PDNet: Towards Better One-stage Object Detection with Prediction Decoupling.

作者信息

Yang Li, Xu Yan, Wang Shaoru, Yuan Chunfeng, Zhang Ziqi, Li Bing, Hu Weiming

出版信息

IEEE Trans Image Process. 2022 Jul 28;PP. doi: 10.1109/TIP.2022.3193223.

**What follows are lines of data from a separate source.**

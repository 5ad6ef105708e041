use std::io::{self, BufRead, Lines};

/// Line iterator that remembers the 1-based number of the last line read.
pub(crate) struct NumberedLines<R> {
    lines: Lines<R>,
    line: usize,
}

impl<R: BufRead> NumberedLines<R> {
    pub(crate) fn new(reader: R) -> Self {
        Self {
            lines: reader.lines(),
            line: 0,
        }
    }

    /// Number of the last line returned, or 0 before the first read.
    pub(crate) const fn line(&self) -> usize {
        self.line
    }

    /// Next line with its number, or `None` at end of input.
    pub(crate) fn next_line(&mut self) -> io::Result<Option<(usize, String)>> {
        match self.lines.next() {
            None => Ok(None),
            Some(result) => {
                self.line += 1;
                Ok(Some((self.line, result?)))
            }
        }
    }
}
//! Delivery-order optimisation contract.
//!
//! An [`OrderOptimizer`] reorders stops in place to shorten the straight-line
//! tour that starts and ends at the depot. It reports the tour length before
//! and after so callers can judge the gain.

use thiserror::Error;

use crate::{DeliveryRequest, GeoCoordinate};

/// Outcome of one optimisation call.
#[derive(Debug, Clone, Copy, PartialEq)]
#[cfg_attr(feature = "serde", derive(serde::Serialize, serde::Deserialize))]
pub struct OptimizeReport {
    /// Crow-flight tour length of the order supplied by the caller, in miles.
    pub original_miles: f64,
    /// Crow-flight tour length of the order written back, in miles.
    pub optimized_miles: f64,
    /// Candidate moves evaluated.
    pub iterations: u32,
}

/// Errors returned by [`OrderOptimizer::optimize`].
#[derive(Debug, Clone, PartialEq, Eq, Error)]
pub enum OptimizeError {
    /// There was nothing to order.
    #[error("at least one delivery is required")]
    EmptyDeliveries,
    /// The optimiser's parameters cannot produce a search.
    #[error("invalid annealing schedule: {0}")]
    InvalidSchedule(&'static str),
}

/// Reorder deliveries to shorten the depot-to-depot tour.
pub trait OrderOptimizer: Send + Sync {
    /// Reorder `deliveries` in place.
    ///
    /// The slice is written once, after the search finishes; on error it is
    /// left untouched.
    fn optimize(
        &self,
        depot: &GeoCoordinate,
        deliveries: &mut [DeliveryRequest],
    ) -> Result<OptimizeReport, OptimizeError>;
}

/// Great-circle length of `depot → stops… → depot` in miles.
///
/// An empty stop list has length zero.
///
/// # Examples
/// ```
/// use courier_core::{tour_length_miles, DeliveryRequest, GeoCoordinate};
///
/// let depot: GeoCoordinate = "0 0".parse()?;
/// let stop = DeliveryRequest::new("0 1".parse()?, "parcel");
/// let out_and_back = 2.0 * depot.distance_miles(&stop.location);
/// assert!((tour_length_miles(&depot, &[stop]) - out_and_back).abs() < 1e-9);
/// # Ok::<(), courier_core::GeoCoordinateError>(())
/// ```
#[must_use]
pub fn tour_length_miles(depot: &GeoCoordinate, stops: &[DeliveryRequest]) -> f64 {
    let (Some(first), Some(last)) = (stops.first(), stops.last()) else {
        return 0.0;
    };
    let between: f64 = stops
        .windows(2)
        .map(|pair| match pair {
            [from, to] => from.location.distance_miles(&to.location),
            _ => 0.0,
        })
        .sum();
    depot.distance_miles(&first.location) + between + last.location.distance_miles(depot)
}
//! Street map loading.
//!
//! A map file is a sequence of street records. Each record is the street
//! name on its own line, the number of segments on the next, then one line
//! per segment holding four whitespace-separated numbers:
//!
//! ```text
//! Broxton Avenue
//! 2
//! 34.0625329 -118.4470263 34.0632405 -118.4470467
//! 34.0632405 -118.4470467 34.0636533 -118.4470480
//! ```
//!
//! Input ends at end of file or at the first blank line where a street name
//! is expected. Every segment is inserted in both directions.

use std::io::{self, BufRead, BufReader};
use std::sync::Arc;

use camino::{Utf8Path, Utf8PathBuf};
use courier_core::{GeoCoordinate, GeoCoordinateError, StreetMap, StreetSegment};
use thiserror::Error;

use crate::fs::open_input;
use crate::lines::NumberedLines;

/// Errors raised while loading a street map.
#[derive(Debug, Error)]
pub enum MapLoadError {
    /// Opening the map file failed.
    #[error("failed to open street map at {path}")]
    Open {
        /// Underlying I/O error.
        #[source]
        source: io::Error,
        /// Map file path.
        path: Utf8PathBuf,
    },
    /// Reading a line failed.
    #[error("failed to read street map line {line}")]
    Read {
        /// Underlying I/O error.
        #[source]
        source: io::Error,
        /// Line being read.
        line: usize,
    },
    /// Input ended after a street name.
    #[error("street {street:?} on line {line} has no segment count")]
    MissingCount {
        /// Line holding the street name.
        line: usize,
        /// The street.
        street: String,
    },
    /// The segment count is not a non-negative integer.
    #[error("line {line}: expected a segment count, found {found:?}")]
    InvalidCount {
        /// Offending line.
        line: usize,
        /// Text found on the line.
        found: String,
    },
    /// A segment line does not hold exactly four fields.
    #[error("line {line}: expected four coordinates, found {found:?}")]
    MalformedSegment {
        /// Offending line.
        line: usize,
        /// Text found on the line.
        found: String,
    },
    /// A segment endpoint is not a valid coordinate.
    #[error("line {line}: invalid coordinate")]
    InvalidCoordinate {
        /// Offending line.
        line: usize,
        /// Parse failure.
        #[source]
        source: GeoCoordinateError,
    },
    /// Input ended before all announced segments were read.
    #[error("street {street:?} announced {expected} segments but input ended after {read}")]
    Truncated {
        /// The street.
        street: String,
        /// Announced segment count.
        expected: usize,
        /// Segments actually read.
        read: usize,
    },
}

/// Load a street map from `path`.
///
/// # Errors
/// Returns [`MapLoadError::Open`] when the file cannot be opened, otherwise
/// any error from [`parse_street_map`].
pub fn load_street_map(path: &Utf8Path) -> Result<StreetMap, MapLoadError> {
    let file = open_input(path).map_err(|source| MapLoadError::Open {
        source,
        path: path.to_path_buf(),
    })?;
    let map = parse_street_map(BufReader::new(file))?;
    log::info!(
        "loaded {} segments over {} vertices from {path}",
        map.segment_count(),
        map.vertex_count()
    );
    Ok(map)
}

/// Parse street records from `reader`.
///
/// # Errors
/// Returns a [`MapLoadError`] naming the offending line when the input is
/// malformed or cannot be read.
///
/// # Examples
/// ```
/// use courier_data::parse_street_map;
///
/// let text = "Main St\n1\n0 0 0 0.01\n";
/// let map = parse_street_map(text.as_bytes()).expect("well formed");
/// assert_eq!(map.segment_count(), 2);
/// ```
pub fn parse_street_map<R: BufRead>(reader: R) -> Result<StreetMap, MapLoadError> {
    let mut lines = NumberedLines::new(reader);
    let mut map = StreetMap::new();
    let mut streets = 0_usize;

    while let Some((name_line, name)) = next_line(&mut lines)? {
        let street = name.trim();
        if street.is_empty() {
            break;
        }
        let Some((count_line, count_text)) = next_line(&mut lines)? else {
            return Err(MapLoadError::MissingCount {
                line: name_line,
                street: street.to_owned(),
            });
        };
        let expected: usize =
            count_text
                .trim()
                .parse()
                .map_err(|_| MapLoadError::InvalidCount {
                    line: count_line,
                    found: count_text.clone(),
                })?;

        let street_name: Arc<str> = Arc::from(street);
        for read in 0..expected {
            let Some((line, text)) = next_line(&mut lines)? else {
                return Err(MapLoadError::Truncated {
                    street: street.to_owned(),
                    expected,
                    read,
                });
            };
            map.insert(parse_segment(line, &text, &street_name)?);
        }
        streets += 1;
    }

    log::debug!("parsed {streets} streets");
    Ok(map)
}

fn next_line<R: BufRead>(
    lines: &mut NumberedLines<R>,
) -> Result<Option<(usize, String)>, MapLoadError> {
    lines.next_line().map_err(|source| MapLoadError::Read {
        source,
        line: lines.line() + 1,
    })
}

fn parse_segment(line: usize, text: &str, street: &Arc<str>) -> Result<StreetSegment, MapLoadError> {
    let fields: Vec<&str> = text.split_whitespace().collect();
    let [start_lat, start_lon, end_lat, end_lon] = fields.as_slice() else {
        return Err(MapLoadError::MalformedSegment {
            line,
            found: text.to_owned(),
        });
    };
    let coordinate = |lat: &str, lon: &str| {
        GeoCoordinate::parse(lat, lon)
            .map_err(|source| MapLoadError::InvalidCoordinate { line, source })
    };
    Ok(StreetSegment::new(
        coordinate(start_lat, start_lon)?,
        coordinate(end_lat, end_lon)?,
        Arc::clone(street),
    ))
}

DOI:10.1109/TIP.2022.3193223
PMID:35901002
Abstract

Recent one-stage object detectors follow a per-pixel prediction approach that predicts both the object category scores and boundary positions from every single grid location. However, the most suitable positions for inferring different targets, i.e., the object category and boundaries, are generally different. Predicting all these targets from the same grid location thus may lead to sub-optimal results. In this paper, we analyze the suitable inference positions for object category and boundaries, and propose a prediction-target-decoupled detector named PDNet to establish a more flexible detection paradigm. Our PDNet with the prediction decoupling mechanism encodes different targets separately in different locations. A learnable prediction collection module is devised with two sets of dynamic points, i.e., dynamic boundary points and semantic points, to collect and aggregate the predictions from the favorable regions for localization and classification. We adopt a two-step strategy to learn these dynamic point positions, where the prior positions are estimated for different targets first, and the network further predicts residual offsets to the positions with better perceptions of the object properties. Extensive experiments on the MS COCO benchmark demonstrate the effectiveness and efficiency of our method. With a single ResNeXt-64x4d-101-DCN as the backbone, our detector achieves 50.1 AP with single-scale testing, which outperforms the state-of-the-art methods by an appreciable margin under the same experimental settings. Moreover, our detector is highly efficient as a one-stage framework. Our code will be public.

摘要

近期的单阶段目标检测器采用逐像素预测方法,从每个网格位置预测目标类别分数和边界位置。然而,推断不同目标(即目标类别和边界)最合适的位置通常是不同的。因此,从同一网格位置预测所有这些目标可能会导致次优结果。在本文中,我们分析了目标类别和边界的合适推断位置,并提出了一种名为PDNet的预测目标解耦检测器,以建立更灵活的检测范式。我们具有预测解耦机制的PDNet在不同位置分别对不同目标进行编码。设计了一个可学习的预测收集模块,该模块有两组动态点,即动态边界点和语义点,用于从定位和分类的有利区域收集和聚合预测。我们采用两步策略来学习这些动态点的位置,首先为不同目标估计先验位置,然后网络进一步预测到对目标属性有更好感知的位置的残差偏移。在MS COCO基准上进行的大量实验证明了我们方法的有效性和效率。以单个ResNeXt-64x4d-101-DCN作为主干,我们的检测器在单尺度测试下达到了50.1 AP,在相同实验设置下比当前最先进的方法有显著优势。此外,作为一个单阶段框架,我们的检测器效率很高。我们的代码将公开。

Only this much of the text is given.